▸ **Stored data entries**
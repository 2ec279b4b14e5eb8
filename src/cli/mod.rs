//! Command-line interface for DEM Fetcher
//!
//! Argument parsing, command dispatch, and terminal progress rendering.

pub mod args;
pub mod commands;
pub mod progress;

pub use args::{Cli, Commands, ConnectionArgs, DatasetsArgs, DownloadArgs, GlobalArgs};
pub use commands::{handle_datasets, handle_download};
pub use progress::{DownloadProgressBar, ListingSpinner};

▸ **Exercise brief**
Your job is to give the data above again exactly, in full.

▸ **Result of the task**
repository 2ec279b4b14e5eb8
filename src/cli/mod.rs
//! Command-line interface for DEM Fetcher
//!
//! Argument parsing, command dispatch, and terminal progress rendering.

pub mod args;
pub mod commands;
pub mod progress;

pub use args::{Cli, Commands, ConnectionArgs, DatasetsArgs, DownloadArgs, GlobalArgs};
pub use commands::{handle_datasets, handle_download};
pub use progress::{DownloadProgressBar, ListingSpinner};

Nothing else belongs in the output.